China's Normative Offer: the Case of 16+1 Cooperation

Una Aleksandra Berzina Cerenkova

China has been receiving continuous criticism from the EU regarding its non-adherence to the principles perceived as the EU normative ideals, that, for the most part, also lie at the core of the UN system, such as the human rights issue, the rule of law, democracy, geographical and social equality. During the era of Xi Jinping, however, significant attempts have been made by China to reshape the PRC-EU dialogue by formulating its own value agenda, most notable, within the 2014 China's Policy Paper on the EU, proposing partnership for peace, growth, reform and civilization, and stating that the current state of play does not satisfy China: "Given the differences in history, cultural tradition, political system and stage of economic development as well as the increasing competition between China and the EU in some sectors in recent years, the two sides have disagreements and frictions on issues of value such as human rights as well as economic and trade issues.
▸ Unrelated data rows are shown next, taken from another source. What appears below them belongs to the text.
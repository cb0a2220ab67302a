//! Multi-level sorting and the user/schema sort precedence wrapper.

use super::indexed::{top_level_blocks, IndexedTable};
use super::{CloneContext, FilterId};
use crate::model::ordering::{compare_keys, sort_key};
use crate::model::{SortDirection, SortLevel, TableError, TableRef};
use std::cell::RefCell;
use std::rc::Rc;

/// A sort filter that may be referenced from several places of one tree.
pub type SharedSort = Rc<RefCell<SortFilter>>;

/// Stable multi-level sort.
///
/// Levels are compared in order; ties at level `k` fall through to level
/// `k + 1` and rows equal on every level keep their source order. Levels with
/// [`SortDirection::None`] are skipped.
#[derive(Debug, Clone, PartialEq, Eq)]
pub struct SortFilter {
    id: FilterId,
    levels: Vec<SortLevel>,
}

impl SortFilter {
    /// Sort with the given levels.
    pub fn new(levels: Vec<SortLevel>) -> Self {
        Self {
            id: FilterId::next(),
            levels,
        }
    }

    /// Sort wrapped for sharing.
    pub fn shared(levels: Vec<SortLevel>) -> SharedSort {
        Rc::new(RefCell::new(Self::new(levels)))
    }

    /// Identity of this sort instance.
    pub fn id(&self) -> FilterId {
        self.id
    }

    /// All levels, including `None` ones.
    pub fn levels(&self) -> &[SortLevel] {
        &self.levels
    }

    /// Levels that actually order rows.
    pub fn effective_levels(&self) -> Vec<SortLevel> {
        self.levels
            .iter()
            .copied()
            .filter(SortLevel::is_effective)
            .collect()
    }

    /// Whether at least one level orders rows.
    pub fn is_effective(&self) -> bool {
        self.levels.iter().any(SortLevel::is_effective)
    }

    /// Direction of the first level naming `column`.
    pub fn direction_of(&self, column: usize) -> SortDirection {
        self.levels
            .iter()
            .find(|l| l.column == column)
            .map_or(SortDirection::None, |l| l.direction)
    }

    /// Replace every level with a single one.
    ///
    /// Returns `false` if the sort already consisted of exactly that level.
    pub fn set_sort(&mut self, column: usize, direction: SortDirection) -> bool {
        let level = SortLevel::new(column, direction);
        if self.levels == [level] {
            return false;
        }
        self.levels = vec![level];
        true
    }

    /// Append a tie-breaking level, or update the direction of the existing
    /// level for `column`.
    pub fn add_sub_sort(&mut self, column: usize, direction: SortDirection) -> bool {
        match self.levels.iter_mut().find(|l| l.column == column) {
            Some(level) if level.direction == direction => false,
            Some(level) => {
                level.direction = direction;
                true
            }
            None => {
                self.levels.push(SortLevel::new(column, direction));
                true
            }
        }
    }

    /// Remove every level.
    pub fn clear(&mut self) -> bool {
        let changed = !self.levels.is_empty();
        self.levels.clear();
        changed
    }

    /// Copy with a fresh identity.
    pub(crate) fn fresh_clone(&self) -> Self {
        Self::new(self.levels.clone())
    }

    /// Sorted view of `source`; `source` itself if no level is effective.
    ///
    /// # Errors
    ///
    /// Returns [`TableError::ColumnOutOfRange`] if a level names a missing column.
    pub fn create_filter(&self, source: &TableRef) -> Result<TableRef, TableError> {
        sort_table(source, &self.effective_levels())
    }
}

/// Stable sort of the top-level blocks of `source` by their root rows.
pub(crate) fn sort_table(source: &TableRef, levels: &[SortLevel]) -> Result<TableRef, TableError> {
    if levels.is_empty() {
        return Ok(source.clone());
    }
    let column_count = source.column_count();
    if let Some(level) = levels.iter().find(|l| l.column >= column_count) {
        return Err(TableError::ColumnOutOfRange {
            column: level.column,
            column_count,
        });
    }
    let mut keyed: Vec<_> = top_level_blocks(source.as_ref())
        .into_iter()
        .map(|block| (sort_key(source.as_ref(), levels, block.start), block))
        .collect();
    keyed.sort_by(|(a, _), (b, _)| compare_keys(levels, a, b));
    let blocks: Vec<_> = keyed.into_iter().map(|(_, block)| block).collect();
    Ok(Rc::new(IndexedTable::from_blocks(source.clone(), &blocks)))
}

/// Resolves to the user sort when it has an effective level, otherwise to the
/// schema's fallback sort.
#[derive(Debug, Clone)]
pub struct DefaultSortFilter {
    id: FilterId,
    sort_override: Option<SharedSort>,
    sort_default: Option<SharedSort>,
}

impl DefaultSortFilter {
    /// Wrapper over an optional user sort and an optional fallback.
    pub fn new(sort_override: Option<SharedSort>, sort_default: Option<SharedSort>) -> Self {
        Self {
            id: FilterId::next(),
            sort_override,
            sort_default,
        }
    }

    /// Identity of this filter.
    pub fn id(&self) -> FilterId {
        self.id
    }

    /// User-driven sort.
    pub fn sort_override(&self) -> Option<&SharedSort> {
        self.sort_override.as_ref()
    }

    /// Schema-provided fallback sort.
    pub fn sort_default(&self) -> Option<&SharedSort> {
        self.sort_default.as_ref()
    }

    /// The sort that currently applies, if any.
    pub fn resolve(&self) -> Option<&SharedSort> {
        [&self.sort_override, &self.sort_default]
            .into_iter()
            .flatten()
            .find(|sort| sort.borrow().is_effective())
    }

    /// Whether neither sort orders anything.
    pub fn is_noop(&self) -> bool {
        self.resolve().is_none()
    }

    /// Sorted view of `source` per [`DefaultSortFilter::resolve`].
    ///
    /// # Errors
    ///
    /// Propagates [`SortFilter::create_filter`] errors.
    pub fn create_filter(&self, source: &TableRef) -> Result<TableRef, TableError> {
        match self.resolve() {
            Some(sort) => sort.borrow().create_filter(source),
            None => Ok(source.clone()),
        }
    }

    pub(crate) fn deep_clone(&self, ctx: &mut CloneContext) -> Self {
        Self::new(
            self.sort_override.as_ref().map(|s| ctx.clone_sort(s)),
            self.sort_default.as_ref().map(|s| ctx.clone_sort(s)),
        )
    }
}

#[cfg(test)]
mod tests {
    use super::*;
    use crate::model::{ColumnData, ColumnInfo, DataTable, Table, Value, ValueType};

    fn sizes(values: Vec<i64>) -> TableRef {
        let n = values.len();
        Rc::new(
            DataTable::new(
                "t",
                n,
                vec![
                    (ColumnInfo::new("Size", ValueType::I64), ColumnData::I64(values)),
                    (
                        ColumnInfo::new("Pos", ValueType::U32),
                        ColumnData::U32((0..n as u32).collect()),
                    ),
                ],
            )
            .expect("valid table"),
        )
    }

    fn column(table: &TableRef, col: usize) -> Vec<Value> {
        (0..table.row_count()).map(|r| table.cell(r, col)).collect()
    }

    #[test]
    fn set_sort_twice_reports_no_change() {
        let mut sort = SortFilter::new(Vec::new());
        assert!(sort.set_sort(0, SortDirection::Ascending));
        assert!(!sort.set_sort(0, SortDirection::Ascending));
        assert!(sort.set_sort(0, SortDirection::Descending));
    }

    #[test]
    fn set_sort_replaces_all_levels() {
        let mut sort = SortFilter::new(vec![
            SortLevel::new(0, SortDirection::Ascending),
            SortLevel::new(1, SortDirection::Ascending),
        ]);
        sort.set_sort(1, SortDirection::Descending);
        assert_eq!(sort.levels(), &[SortLevel::new(1, SortDirection::Descending)]);
    }

    #[test]
    fn add_sub_sort_updates_existing_level() {
        let mut sort = SortFilter::new(vec![SortLevel::new(0, SortDirection::Ascending)]);
        assert!(sort.add_sub_sort(1, SortDirection::Ascending));
        assert!(!sort.add_sub_sort(1, SortDirection::Ascending));
        assert!(sort.add_sub_sort(1, SortDirection::Descending));
        assert_eq!(sort.levels().len(), 2);
        assert_eq!(sort.direction_of(1), SortDirection::Descending);
    }

    #[test]
    fn sort_is_stable_for_ties() {
        let table = sizes(vec![2, 1, 2, 1]);
        let sort = SortFilter::new(vec![SortLevel::new(0, SortDirection::Ascending)]);
        let sorted = sort.create_filter(&table).expect("valid sort");
        assert_eq!(
            column(&sorted, 1),
            vec![Value::U32(1), Value::U32(3), Value::U32(0), Value::U32(2)]
        );
    }

    #[test]
    fn none_levels_are_skipped() {
        let table = sizes(vec![3, 1, 2]);
        let sort = SortFilter::new(vec![SortLevel::new(0, SortDirection::None)]);
        let result = sort.create_filter(&table).expect("valid sort");
        assert!(Rc::ptr_eq(&result, &table));
    }

    #[test]
    fn missing_column_is_an_error() {
        let table = sizes(vec![1]);
        let sort = SortFilter::new(vec![SortLevel::new(9, SortDirection::Ascending)]);
        assert!(matches!(
            sort.create_filter(&table),
            Err(TableError::ColumnOutOfRange { column: 9, .. })
        ));
    }

    #[test]
    fn user_sort_takes_precedence_over_fallback() {
        let user = SortFilter::shared(Vec::new());
        let fallback = SortFilter::shared(vec![SortLevel::new(0, SortDirection::Descending)]);
        let filter = DefaultSortFilter::new(Some(user.clone()), Some(fallback.clone()));
        assert!(Rc::ptr_eq(filter.resolve().expect("fallback applies"), &fallback));

        user.borrow_mut().set_sort(0, SortDirection::Ascending);
        assert!(Rc::ptr_eq(filter.resolve().expect("user sort applies"), &user));

        user.borrow_mut().set_sort(0, SortDirection::None);
        assert!(Rc::ptr_eq(filter.resolve().expect("fallback applies"), &fallback));
    }
}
China believes that these issues should be properly handled through dialogue in the spirit of equality and mutual respect and encourages the EU to move in the same direction."Rather than providing answers to EU's inquiries, China has taken active agency in shaping the China-EU communication, stressing, that the moral high ground that the EU has taken towards China is self-proclaimed and subjective, and providing a normative narrative to substitute the one of the EU, legitimized largely through selected Chinese pre-Republican traditional heritage. However, this alternative narrative is not only a counterargument within the China-EU controversy, but it also contains a claim for an alternative international consensus - PRC is striving for "formulation and reform of the rules of global governance." China is creating an alternative normative proposal and is ready to export it through such incentives as the Belt and Road initiative and the 16+1 cooperation framework.